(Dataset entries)
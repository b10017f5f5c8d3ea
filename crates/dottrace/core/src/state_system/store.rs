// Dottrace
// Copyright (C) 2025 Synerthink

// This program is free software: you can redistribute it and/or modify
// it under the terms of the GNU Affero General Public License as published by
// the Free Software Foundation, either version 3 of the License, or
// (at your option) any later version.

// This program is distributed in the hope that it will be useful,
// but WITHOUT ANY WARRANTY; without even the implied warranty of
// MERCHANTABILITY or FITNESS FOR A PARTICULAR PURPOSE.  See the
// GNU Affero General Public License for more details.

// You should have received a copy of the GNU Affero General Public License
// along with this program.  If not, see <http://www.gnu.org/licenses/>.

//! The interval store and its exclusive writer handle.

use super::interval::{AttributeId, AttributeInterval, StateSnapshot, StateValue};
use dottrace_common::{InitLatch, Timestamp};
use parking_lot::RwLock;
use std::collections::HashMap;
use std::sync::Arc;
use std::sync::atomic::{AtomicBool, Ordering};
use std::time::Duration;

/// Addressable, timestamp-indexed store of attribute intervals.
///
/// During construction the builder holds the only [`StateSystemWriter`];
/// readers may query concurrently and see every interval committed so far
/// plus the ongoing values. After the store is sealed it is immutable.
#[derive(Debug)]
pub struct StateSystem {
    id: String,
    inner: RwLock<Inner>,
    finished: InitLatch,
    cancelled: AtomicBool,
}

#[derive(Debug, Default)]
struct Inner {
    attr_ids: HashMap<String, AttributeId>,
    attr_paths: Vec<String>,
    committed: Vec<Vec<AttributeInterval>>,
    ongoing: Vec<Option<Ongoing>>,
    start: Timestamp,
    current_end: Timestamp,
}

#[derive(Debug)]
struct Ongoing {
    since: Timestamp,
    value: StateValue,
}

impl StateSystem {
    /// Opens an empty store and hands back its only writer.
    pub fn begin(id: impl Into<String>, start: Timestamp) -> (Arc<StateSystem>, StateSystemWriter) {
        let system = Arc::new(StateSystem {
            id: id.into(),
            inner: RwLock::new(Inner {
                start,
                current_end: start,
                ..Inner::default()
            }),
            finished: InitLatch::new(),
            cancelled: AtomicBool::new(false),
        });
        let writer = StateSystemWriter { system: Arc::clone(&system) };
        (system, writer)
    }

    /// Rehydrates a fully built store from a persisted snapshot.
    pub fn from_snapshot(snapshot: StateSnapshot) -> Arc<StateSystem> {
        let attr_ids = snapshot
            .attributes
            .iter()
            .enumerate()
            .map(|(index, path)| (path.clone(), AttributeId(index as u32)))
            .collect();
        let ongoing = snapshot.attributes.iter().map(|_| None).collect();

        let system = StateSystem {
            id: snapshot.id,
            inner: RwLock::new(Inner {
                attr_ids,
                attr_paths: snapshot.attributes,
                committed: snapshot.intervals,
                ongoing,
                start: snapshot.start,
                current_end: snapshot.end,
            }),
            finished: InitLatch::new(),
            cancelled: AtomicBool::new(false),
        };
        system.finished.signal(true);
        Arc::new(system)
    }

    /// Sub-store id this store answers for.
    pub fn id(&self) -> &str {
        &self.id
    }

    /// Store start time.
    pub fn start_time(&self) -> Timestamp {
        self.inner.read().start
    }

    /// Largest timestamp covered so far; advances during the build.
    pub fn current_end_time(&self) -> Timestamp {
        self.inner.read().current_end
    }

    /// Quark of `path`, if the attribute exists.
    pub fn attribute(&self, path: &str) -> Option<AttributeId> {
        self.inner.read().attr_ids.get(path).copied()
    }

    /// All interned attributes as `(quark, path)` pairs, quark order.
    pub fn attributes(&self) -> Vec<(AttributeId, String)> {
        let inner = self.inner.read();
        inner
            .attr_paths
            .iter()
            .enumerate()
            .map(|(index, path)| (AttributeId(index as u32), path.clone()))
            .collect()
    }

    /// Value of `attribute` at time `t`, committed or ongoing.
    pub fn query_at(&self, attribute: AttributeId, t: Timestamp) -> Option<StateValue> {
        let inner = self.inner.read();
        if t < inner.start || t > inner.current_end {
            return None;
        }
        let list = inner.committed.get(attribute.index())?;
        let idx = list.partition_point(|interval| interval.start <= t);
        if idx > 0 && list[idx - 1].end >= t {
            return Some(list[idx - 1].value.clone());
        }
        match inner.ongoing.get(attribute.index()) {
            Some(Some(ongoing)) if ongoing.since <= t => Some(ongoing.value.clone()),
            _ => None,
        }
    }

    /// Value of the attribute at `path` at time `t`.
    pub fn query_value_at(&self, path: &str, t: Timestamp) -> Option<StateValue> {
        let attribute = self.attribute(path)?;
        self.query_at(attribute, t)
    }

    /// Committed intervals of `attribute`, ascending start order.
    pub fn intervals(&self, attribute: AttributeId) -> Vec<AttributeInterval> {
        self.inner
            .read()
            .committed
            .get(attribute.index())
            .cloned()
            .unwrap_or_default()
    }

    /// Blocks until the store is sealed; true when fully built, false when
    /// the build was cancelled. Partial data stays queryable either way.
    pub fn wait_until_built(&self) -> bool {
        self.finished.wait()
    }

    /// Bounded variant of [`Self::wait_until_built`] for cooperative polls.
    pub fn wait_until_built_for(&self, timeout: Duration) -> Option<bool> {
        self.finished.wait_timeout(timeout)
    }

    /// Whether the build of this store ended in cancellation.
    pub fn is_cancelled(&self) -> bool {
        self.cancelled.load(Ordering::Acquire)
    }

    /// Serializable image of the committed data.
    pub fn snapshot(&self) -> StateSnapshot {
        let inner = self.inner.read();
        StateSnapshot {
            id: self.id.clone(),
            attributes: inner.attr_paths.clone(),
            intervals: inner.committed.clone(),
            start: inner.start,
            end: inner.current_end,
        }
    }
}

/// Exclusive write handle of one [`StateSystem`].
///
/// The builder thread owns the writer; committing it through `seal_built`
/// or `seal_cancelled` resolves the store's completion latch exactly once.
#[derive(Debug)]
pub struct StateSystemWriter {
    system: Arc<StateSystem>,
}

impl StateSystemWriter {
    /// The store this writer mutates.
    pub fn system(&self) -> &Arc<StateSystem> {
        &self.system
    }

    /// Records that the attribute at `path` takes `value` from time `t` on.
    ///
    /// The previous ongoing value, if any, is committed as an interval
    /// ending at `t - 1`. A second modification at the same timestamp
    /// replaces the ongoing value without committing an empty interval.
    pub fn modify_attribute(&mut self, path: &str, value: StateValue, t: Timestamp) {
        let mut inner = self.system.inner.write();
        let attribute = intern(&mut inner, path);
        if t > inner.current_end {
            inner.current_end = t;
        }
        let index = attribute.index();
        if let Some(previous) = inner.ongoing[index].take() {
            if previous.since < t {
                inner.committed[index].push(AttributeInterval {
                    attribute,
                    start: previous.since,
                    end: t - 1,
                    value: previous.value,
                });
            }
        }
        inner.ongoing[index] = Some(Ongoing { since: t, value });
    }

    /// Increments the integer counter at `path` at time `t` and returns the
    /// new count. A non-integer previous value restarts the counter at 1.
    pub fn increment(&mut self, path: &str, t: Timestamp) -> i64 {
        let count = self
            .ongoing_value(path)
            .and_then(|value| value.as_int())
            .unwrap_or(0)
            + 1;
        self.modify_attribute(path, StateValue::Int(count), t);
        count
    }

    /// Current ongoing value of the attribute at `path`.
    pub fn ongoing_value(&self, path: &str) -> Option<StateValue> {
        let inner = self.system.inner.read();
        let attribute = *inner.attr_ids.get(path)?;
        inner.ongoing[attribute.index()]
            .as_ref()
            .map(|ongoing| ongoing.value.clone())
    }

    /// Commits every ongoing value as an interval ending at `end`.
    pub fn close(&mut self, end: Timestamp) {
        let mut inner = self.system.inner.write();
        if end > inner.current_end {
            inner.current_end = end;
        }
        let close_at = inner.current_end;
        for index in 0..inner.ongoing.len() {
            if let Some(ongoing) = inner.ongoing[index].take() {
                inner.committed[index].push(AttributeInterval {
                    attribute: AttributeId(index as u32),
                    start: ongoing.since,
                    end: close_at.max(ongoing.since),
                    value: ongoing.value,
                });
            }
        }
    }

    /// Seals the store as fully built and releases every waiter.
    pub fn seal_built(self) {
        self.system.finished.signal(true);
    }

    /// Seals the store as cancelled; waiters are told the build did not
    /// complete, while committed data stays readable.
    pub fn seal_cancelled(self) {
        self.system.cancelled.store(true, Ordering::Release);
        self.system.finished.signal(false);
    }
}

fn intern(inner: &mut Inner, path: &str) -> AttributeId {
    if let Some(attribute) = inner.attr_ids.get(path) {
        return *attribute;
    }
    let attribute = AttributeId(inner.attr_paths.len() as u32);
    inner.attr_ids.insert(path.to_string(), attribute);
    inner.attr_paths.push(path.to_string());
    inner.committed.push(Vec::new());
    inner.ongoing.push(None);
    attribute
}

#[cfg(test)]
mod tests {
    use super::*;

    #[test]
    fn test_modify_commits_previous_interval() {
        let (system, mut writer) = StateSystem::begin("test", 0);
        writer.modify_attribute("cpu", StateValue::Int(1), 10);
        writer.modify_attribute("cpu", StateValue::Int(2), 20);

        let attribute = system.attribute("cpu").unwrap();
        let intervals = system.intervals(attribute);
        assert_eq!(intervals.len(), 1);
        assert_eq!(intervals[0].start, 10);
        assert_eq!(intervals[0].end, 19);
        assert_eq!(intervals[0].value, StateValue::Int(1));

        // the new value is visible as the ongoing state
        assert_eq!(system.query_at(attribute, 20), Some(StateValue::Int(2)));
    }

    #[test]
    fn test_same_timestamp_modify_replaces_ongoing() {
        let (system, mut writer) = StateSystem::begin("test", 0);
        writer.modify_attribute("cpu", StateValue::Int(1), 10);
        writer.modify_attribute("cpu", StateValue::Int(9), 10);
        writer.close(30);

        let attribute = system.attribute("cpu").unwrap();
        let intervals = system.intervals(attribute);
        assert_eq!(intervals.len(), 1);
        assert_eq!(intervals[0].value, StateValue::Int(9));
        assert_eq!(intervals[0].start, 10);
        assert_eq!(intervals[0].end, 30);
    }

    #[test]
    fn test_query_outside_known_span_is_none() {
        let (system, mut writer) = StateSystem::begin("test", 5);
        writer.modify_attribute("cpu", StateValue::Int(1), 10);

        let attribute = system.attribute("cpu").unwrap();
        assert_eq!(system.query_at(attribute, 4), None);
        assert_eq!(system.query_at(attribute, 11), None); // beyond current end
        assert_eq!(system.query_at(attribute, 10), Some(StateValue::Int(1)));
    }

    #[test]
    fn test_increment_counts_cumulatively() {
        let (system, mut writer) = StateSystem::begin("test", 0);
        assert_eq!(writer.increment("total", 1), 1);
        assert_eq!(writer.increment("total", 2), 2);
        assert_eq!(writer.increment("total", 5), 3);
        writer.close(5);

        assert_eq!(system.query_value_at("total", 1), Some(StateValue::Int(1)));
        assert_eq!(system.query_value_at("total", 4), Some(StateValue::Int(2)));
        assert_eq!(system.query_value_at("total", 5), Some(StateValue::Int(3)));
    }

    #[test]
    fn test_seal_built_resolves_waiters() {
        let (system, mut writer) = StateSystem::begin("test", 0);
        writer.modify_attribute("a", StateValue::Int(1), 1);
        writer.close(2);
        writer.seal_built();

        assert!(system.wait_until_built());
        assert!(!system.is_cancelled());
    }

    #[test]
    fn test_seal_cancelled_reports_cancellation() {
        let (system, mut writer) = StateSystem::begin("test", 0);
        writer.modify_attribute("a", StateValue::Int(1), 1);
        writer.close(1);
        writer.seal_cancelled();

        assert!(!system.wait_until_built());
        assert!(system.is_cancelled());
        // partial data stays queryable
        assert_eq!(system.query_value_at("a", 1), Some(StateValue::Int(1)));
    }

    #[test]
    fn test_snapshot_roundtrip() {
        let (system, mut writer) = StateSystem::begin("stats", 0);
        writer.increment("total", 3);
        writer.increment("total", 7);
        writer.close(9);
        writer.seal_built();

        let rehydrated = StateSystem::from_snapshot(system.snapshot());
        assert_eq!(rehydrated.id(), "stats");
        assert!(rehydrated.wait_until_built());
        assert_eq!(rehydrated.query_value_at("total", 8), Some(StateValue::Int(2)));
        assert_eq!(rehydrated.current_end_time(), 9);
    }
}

## [Task objective]
Check all the records above and select each line where the string "fully" is found.

## [Exercise result]
    /// Rehydrates a fully built store from a persisted snapshot.
    /// Blocks until the store is sealed; true when fully built, false when
    /// Seals the store as fully built and releases every waiter.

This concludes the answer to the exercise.